• _Work instruction_: Which lines of the listing below contain the word "AgentSession"? Return them.
——————————
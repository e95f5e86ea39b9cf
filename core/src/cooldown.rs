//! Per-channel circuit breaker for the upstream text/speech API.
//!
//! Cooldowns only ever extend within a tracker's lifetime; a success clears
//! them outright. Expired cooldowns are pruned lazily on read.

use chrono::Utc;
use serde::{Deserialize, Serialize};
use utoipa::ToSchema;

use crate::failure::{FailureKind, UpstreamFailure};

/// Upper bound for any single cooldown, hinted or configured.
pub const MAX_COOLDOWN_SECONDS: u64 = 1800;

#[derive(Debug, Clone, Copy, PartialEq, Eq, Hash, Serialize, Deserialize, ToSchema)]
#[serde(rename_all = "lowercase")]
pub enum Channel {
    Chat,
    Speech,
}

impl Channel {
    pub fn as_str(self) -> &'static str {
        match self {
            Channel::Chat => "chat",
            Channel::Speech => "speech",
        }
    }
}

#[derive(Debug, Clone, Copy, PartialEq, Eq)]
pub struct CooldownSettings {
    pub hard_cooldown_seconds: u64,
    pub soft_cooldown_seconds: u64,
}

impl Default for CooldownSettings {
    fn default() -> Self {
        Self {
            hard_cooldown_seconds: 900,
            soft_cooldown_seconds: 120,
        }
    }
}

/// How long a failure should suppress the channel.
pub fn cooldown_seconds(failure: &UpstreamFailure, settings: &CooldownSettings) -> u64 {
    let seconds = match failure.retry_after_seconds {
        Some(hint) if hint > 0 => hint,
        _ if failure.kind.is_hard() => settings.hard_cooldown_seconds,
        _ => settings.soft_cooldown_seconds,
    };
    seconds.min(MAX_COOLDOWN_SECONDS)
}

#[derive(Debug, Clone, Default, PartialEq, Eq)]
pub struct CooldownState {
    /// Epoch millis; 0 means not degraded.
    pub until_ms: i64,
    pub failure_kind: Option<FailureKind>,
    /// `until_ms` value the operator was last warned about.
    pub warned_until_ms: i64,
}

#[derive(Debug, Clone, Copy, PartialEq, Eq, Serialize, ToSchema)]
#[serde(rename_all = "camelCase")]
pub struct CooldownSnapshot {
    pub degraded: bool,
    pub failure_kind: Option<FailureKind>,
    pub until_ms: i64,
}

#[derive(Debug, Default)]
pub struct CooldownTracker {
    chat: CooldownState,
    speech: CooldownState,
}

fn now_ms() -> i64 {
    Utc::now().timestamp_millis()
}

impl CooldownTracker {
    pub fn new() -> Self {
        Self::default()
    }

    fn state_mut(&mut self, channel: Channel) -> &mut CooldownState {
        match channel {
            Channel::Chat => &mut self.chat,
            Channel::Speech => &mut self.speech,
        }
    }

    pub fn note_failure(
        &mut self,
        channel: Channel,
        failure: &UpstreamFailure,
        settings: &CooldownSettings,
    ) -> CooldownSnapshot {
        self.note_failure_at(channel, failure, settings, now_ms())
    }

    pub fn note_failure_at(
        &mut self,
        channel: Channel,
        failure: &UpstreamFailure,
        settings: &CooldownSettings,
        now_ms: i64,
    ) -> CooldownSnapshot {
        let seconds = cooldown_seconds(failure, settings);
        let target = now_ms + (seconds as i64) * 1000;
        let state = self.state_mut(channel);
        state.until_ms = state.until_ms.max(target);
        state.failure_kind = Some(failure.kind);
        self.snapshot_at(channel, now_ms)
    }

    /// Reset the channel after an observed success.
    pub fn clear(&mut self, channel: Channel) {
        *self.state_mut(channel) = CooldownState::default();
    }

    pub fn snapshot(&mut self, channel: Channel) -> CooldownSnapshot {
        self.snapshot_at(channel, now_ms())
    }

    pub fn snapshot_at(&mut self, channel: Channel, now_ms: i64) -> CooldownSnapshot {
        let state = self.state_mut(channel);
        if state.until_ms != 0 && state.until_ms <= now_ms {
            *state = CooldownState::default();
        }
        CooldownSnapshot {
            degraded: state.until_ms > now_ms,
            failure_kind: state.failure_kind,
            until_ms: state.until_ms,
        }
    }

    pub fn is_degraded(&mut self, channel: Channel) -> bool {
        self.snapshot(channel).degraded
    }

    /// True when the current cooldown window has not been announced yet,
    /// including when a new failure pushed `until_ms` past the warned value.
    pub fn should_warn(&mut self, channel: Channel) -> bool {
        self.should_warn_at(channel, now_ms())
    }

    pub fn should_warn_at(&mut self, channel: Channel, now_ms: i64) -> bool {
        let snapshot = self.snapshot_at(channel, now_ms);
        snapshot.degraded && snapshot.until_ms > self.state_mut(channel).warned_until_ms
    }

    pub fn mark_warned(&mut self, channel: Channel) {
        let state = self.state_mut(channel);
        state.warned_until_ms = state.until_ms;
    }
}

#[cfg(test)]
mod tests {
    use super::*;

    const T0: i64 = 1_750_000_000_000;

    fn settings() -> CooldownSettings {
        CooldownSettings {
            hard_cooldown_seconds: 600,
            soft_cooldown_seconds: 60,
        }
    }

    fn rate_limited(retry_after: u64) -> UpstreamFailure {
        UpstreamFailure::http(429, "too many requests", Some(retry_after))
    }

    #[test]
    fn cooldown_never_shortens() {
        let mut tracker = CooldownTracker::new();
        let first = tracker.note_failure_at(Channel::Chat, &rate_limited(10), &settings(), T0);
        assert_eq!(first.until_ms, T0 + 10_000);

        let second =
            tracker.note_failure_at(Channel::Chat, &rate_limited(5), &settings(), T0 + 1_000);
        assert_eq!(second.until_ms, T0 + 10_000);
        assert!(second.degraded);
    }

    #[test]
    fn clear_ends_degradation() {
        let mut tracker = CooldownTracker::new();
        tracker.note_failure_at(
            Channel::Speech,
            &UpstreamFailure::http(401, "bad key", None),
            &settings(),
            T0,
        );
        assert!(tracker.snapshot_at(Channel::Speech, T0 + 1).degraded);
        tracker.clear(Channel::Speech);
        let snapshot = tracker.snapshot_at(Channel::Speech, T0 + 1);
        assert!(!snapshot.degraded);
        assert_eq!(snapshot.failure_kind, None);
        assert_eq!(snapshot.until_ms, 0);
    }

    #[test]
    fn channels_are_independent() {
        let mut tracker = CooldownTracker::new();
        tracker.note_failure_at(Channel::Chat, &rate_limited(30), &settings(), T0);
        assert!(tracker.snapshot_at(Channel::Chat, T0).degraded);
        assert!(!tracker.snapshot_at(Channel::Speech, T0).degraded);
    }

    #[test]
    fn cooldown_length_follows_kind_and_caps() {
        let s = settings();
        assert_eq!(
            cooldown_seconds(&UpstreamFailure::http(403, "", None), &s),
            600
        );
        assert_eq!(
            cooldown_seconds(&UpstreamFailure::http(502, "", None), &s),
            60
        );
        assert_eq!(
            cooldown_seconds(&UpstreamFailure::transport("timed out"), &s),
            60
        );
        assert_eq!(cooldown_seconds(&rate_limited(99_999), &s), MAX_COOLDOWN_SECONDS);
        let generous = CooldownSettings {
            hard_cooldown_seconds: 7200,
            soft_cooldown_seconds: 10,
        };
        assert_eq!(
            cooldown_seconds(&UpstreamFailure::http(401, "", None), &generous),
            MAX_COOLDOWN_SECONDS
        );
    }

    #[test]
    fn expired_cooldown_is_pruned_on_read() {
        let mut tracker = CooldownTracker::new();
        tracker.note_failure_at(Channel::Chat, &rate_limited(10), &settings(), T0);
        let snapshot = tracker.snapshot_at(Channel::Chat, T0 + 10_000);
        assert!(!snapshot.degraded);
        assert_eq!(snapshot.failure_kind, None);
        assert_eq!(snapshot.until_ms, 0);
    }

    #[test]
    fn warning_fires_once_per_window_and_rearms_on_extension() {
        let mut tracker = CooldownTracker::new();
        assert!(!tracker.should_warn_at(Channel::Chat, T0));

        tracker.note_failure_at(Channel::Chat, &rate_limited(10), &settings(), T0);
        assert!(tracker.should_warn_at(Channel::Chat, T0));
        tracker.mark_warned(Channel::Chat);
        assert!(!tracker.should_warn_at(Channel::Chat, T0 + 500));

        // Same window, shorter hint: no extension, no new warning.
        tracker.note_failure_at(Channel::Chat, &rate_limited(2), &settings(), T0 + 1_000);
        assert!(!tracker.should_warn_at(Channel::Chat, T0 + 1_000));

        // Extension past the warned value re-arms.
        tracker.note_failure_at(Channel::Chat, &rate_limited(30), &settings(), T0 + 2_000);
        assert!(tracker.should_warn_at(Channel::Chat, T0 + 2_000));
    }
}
——————————
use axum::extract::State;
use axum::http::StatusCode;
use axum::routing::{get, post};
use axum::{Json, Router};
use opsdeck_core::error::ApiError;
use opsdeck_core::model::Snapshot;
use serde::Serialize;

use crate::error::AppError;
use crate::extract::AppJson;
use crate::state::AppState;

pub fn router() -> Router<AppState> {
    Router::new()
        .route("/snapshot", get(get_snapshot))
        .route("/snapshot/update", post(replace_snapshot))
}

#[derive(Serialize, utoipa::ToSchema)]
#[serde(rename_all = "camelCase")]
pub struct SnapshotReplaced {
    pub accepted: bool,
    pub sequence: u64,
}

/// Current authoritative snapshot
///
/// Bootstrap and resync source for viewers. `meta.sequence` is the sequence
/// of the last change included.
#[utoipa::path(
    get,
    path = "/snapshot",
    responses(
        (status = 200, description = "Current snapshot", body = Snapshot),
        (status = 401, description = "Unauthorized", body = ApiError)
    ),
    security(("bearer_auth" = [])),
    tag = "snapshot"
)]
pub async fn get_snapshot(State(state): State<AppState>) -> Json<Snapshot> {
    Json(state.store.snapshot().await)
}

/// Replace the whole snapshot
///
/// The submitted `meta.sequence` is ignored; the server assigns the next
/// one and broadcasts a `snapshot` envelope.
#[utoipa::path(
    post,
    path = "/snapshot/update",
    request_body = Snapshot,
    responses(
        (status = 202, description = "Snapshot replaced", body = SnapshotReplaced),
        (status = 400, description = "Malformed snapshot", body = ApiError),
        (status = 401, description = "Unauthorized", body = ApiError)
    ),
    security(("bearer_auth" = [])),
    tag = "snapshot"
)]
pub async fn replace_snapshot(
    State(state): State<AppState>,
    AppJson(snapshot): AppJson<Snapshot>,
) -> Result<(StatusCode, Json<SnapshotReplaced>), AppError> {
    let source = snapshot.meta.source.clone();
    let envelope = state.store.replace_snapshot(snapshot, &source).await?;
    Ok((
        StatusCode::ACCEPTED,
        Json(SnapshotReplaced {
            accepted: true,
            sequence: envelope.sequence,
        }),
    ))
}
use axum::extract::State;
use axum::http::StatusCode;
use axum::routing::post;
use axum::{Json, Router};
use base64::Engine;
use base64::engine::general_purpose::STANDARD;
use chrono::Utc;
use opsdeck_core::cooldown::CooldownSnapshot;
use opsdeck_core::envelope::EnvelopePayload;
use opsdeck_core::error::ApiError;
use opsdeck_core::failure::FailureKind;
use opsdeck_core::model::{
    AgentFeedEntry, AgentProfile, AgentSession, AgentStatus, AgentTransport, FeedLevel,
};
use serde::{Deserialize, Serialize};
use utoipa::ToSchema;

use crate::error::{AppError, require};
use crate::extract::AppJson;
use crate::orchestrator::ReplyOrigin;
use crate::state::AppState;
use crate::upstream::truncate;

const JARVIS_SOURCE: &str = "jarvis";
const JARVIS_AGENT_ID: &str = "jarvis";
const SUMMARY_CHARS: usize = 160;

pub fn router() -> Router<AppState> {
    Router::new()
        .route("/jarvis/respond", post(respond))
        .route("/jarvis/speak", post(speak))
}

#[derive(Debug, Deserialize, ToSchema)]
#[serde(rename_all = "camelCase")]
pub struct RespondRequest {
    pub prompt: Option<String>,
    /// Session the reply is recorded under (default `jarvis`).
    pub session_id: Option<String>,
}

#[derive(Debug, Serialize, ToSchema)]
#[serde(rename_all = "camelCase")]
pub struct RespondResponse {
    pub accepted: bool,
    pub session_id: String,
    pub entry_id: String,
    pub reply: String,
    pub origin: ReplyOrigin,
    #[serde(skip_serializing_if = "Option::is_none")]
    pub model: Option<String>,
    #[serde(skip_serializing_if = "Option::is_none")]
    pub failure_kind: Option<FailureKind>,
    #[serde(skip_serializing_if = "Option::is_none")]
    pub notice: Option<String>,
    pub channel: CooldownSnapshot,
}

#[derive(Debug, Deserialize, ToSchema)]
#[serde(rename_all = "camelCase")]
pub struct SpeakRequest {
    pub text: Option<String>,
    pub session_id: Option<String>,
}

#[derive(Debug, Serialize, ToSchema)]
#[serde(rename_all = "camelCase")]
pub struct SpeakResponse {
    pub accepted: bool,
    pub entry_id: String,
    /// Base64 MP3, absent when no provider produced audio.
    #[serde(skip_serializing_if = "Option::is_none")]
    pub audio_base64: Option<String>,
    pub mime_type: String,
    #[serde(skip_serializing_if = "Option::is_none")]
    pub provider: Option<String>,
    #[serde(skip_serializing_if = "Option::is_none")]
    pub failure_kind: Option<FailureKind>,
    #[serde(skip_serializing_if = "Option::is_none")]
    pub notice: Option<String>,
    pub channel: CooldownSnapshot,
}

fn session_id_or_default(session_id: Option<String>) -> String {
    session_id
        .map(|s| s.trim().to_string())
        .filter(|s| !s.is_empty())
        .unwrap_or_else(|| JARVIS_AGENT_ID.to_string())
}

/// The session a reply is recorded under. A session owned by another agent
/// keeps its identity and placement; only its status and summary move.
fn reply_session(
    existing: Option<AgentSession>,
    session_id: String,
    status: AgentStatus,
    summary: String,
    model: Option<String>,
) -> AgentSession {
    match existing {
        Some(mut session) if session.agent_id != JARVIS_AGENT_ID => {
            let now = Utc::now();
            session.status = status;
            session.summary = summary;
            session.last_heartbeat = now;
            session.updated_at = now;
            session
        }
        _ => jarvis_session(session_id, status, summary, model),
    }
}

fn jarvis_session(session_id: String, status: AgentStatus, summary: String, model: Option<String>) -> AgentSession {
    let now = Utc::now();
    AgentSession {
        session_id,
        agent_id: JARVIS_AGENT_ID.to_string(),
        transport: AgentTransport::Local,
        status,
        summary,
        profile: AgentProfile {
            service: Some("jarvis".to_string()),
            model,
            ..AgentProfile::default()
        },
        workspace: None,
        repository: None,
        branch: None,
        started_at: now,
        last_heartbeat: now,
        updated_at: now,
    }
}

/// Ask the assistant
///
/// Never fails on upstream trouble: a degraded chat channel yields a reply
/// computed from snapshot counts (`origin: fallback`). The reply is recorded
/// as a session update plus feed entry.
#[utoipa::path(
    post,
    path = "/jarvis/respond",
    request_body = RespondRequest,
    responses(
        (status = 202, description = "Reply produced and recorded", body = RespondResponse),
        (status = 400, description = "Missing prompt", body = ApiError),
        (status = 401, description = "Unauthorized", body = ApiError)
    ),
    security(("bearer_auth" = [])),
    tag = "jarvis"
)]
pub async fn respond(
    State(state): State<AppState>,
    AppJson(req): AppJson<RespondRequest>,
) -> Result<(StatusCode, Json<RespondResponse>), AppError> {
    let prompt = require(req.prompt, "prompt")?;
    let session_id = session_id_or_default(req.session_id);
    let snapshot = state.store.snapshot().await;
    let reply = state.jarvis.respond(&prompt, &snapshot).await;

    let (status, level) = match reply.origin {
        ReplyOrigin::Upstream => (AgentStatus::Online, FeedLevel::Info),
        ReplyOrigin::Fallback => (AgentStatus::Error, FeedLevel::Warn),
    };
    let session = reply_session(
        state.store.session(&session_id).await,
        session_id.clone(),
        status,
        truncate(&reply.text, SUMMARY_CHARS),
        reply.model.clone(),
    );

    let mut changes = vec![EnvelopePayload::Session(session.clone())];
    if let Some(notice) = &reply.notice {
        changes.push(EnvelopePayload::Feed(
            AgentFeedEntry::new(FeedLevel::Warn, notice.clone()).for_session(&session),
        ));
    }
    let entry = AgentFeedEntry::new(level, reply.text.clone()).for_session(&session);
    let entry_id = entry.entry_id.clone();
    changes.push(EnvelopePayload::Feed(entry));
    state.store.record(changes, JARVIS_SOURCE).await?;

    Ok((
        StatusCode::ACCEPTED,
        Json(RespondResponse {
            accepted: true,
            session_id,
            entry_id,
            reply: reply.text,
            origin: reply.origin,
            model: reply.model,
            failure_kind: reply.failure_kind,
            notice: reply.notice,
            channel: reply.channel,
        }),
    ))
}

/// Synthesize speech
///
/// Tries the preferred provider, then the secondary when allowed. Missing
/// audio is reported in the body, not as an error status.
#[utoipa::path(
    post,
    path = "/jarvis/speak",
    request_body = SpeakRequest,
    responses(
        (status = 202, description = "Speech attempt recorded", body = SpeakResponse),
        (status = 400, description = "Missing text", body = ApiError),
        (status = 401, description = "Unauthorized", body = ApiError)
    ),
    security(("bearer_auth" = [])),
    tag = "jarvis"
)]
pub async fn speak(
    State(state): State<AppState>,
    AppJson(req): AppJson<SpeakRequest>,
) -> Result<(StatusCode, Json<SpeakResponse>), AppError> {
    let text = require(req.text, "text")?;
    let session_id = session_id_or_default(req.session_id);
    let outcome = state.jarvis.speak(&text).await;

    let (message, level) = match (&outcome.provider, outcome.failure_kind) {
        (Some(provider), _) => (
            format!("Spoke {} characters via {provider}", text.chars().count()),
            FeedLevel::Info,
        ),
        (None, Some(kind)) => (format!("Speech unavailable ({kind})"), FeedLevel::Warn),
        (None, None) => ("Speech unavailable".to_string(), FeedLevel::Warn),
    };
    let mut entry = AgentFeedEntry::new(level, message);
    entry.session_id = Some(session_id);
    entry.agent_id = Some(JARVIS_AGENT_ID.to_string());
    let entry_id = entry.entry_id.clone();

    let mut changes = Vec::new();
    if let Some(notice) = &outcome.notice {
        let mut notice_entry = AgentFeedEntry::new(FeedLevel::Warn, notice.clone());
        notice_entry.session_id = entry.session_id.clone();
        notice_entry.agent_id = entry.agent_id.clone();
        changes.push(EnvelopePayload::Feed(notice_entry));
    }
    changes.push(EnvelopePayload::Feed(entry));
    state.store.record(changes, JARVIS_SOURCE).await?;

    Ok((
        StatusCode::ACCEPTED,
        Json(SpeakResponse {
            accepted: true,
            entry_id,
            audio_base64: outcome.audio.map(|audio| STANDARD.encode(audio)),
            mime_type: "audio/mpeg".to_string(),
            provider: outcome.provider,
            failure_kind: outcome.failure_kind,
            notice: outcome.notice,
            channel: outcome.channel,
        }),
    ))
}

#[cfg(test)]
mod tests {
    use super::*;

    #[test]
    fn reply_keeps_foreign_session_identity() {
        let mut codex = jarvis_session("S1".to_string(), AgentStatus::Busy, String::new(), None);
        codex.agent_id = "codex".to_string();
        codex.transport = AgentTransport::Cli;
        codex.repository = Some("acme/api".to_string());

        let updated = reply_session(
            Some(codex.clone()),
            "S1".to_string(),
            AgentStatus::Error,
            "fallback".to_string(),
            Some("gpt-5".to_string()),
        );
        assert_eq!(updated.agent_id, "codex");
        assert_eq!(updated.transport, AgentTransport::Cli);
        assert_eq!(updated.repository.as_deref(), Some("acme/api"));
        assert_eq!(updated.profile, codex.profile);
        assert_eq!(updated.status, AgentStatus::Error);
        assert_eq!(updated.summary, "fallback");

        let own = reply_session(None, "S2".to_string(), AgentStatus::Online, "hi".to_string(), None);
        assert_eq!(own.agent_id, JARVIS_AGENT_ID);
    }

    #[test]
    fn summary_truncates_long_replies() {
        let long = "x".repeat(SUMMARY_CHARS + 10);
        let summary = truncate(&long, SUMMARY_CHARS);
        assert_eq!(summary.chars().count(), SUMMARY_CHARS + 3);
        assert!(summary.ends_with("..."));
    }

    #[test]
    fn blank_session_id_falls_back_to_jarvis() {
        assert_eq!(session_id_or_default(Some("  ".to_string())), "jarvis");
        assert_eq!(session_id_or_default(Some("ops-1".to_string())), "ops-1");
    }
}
——————————
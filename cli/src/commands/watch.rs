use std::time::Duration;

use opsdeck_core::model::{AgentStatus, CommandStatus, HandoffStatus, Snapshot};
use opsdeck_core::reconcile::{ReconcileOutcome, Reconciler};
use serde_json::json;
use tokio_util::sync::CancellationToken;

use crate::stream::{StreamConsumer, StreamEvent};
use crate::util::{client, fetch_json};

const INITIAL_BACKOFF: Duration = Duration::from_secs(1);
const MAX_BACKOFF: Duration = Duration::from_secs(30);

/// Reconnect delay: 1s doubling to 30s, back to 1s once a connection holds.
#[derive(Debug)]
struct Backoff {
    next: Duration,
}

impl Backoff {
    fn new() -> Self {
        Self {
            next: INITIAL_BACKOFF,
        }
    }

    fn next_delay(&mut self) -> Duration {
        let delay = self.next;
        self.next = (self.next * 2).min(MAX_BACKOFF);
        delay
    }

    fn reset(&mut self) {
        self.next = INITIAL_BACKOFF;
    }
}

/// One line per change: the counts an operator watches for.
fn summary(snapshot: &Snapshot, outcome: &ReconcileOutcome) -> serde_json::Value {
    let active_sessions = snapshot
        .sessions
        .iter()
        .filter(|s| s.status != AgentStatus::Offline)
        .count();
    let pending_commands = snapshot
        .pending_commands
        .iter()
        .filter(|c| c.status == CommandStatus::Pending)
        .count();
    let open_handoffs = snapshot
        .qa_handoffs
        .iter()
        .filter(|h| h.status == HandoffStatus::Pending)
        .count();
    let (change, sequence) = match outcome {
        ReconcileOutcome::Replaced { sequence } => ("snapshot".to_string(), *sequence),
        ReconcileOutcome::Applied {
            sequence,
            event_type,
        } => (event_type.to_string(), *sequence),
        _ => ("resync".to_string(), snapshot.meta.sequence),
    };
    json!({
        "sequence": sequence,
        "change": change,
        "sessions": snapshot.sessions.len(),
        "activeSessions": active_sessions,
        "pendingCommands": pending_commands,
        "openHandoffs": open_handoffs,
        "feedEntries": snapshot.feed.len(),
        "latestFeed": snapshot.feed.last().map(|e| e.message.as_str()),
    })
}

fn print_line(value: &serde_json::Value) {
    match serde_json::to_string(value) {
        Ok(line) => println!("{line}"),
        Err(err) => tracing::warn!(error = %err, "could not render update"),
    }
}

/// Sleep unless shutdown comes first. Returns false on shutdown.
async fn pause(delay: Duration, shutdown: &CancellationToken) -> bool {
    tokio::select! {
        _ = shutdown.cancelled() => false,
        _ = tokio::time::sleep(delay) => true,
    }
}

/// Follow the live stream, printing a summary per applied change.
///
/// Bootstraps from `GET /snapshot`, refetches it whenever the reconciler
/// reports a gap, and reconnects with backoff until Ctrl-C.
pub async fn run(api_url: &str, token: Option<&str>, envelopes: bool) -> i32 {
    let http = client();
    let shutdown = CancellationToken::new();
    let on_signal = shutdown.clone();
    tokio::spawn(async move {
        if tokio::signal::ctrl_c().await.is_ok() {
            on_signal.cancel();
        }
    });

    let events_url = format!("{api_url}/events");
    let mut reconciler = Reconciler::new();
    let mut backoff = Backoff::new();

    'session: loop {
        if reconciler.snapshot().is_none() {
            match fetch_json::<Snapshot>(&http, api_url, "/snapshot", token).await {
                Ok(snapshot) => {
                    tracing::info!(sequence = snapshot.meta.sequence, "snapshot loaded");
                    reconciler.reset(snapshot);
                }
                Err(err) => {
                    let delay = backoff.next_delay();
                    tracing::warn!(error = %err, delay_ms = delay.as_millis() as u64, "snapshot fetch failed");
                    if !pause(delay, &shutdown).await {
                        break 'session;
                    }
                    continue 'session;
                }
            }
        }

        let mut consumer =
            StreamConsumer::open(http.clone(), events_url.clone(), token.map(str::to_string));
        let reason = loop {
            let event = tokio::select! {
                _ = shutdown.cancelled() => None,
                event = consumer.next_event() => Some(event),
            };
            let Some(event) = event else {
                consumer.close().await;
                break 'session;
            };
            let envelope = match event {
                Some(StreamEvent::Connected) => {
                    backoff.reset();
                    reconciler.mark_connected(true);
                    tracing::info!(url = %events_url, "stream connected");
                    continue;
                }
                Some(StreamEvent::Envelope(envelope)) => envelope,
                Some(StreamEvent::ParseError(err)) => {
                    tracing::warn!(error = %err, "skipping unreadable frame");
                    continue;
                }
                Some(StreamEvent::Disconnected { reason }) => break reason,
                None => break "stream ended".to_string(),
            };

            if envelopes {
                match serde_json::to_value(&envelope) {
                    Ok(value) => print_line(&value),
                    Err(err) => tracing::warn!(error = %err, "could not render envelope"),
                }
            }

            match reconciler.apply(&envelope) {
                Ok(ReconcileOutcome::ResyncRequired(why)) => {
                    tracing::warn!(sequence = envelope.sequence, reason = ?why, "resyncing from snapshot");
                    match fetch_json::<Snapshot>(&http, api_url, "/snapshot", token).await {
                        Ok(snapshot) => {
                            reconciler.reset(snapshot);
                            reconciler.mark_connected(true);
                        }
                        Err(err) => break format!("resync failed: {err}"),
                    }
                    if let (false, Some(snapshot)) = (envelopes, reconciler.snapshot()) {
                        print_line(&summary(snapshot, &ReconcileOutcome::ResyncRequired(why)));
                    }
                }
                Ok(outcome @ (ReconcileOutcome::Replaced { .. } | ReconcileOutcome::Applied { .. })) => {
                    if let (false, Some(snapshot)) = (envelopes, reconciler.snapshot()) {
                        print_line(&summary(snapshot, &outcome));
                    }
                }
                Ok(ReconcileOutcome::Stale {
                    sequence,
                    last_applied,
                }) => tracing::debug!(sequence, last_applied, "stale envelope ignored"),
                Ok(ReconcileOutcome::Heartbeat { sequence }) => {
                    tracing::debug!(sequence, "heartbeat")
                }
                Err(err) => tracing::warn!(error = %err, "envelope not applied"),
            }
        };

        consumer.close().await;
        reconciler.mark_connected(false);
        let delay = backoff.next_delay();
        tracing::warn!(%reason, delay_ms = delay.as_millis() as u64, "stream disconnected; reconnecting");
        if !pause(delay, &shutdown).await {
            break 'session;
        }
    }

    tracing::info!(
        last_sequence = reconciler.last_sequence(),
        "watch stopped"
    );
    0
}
——————————
• _Answer below_:
    AgentFeedEntry, AgentProfile, AgentSession, AgentStatus, AgentTransport, FeedLevel,
    existing: Option<AgentSession>,
) -> AgentSession {
fn jarvis_session(session_id: String, status: AgentStatus, summary: String, model: Option<String>) -> AgentSession {
    AgentSession {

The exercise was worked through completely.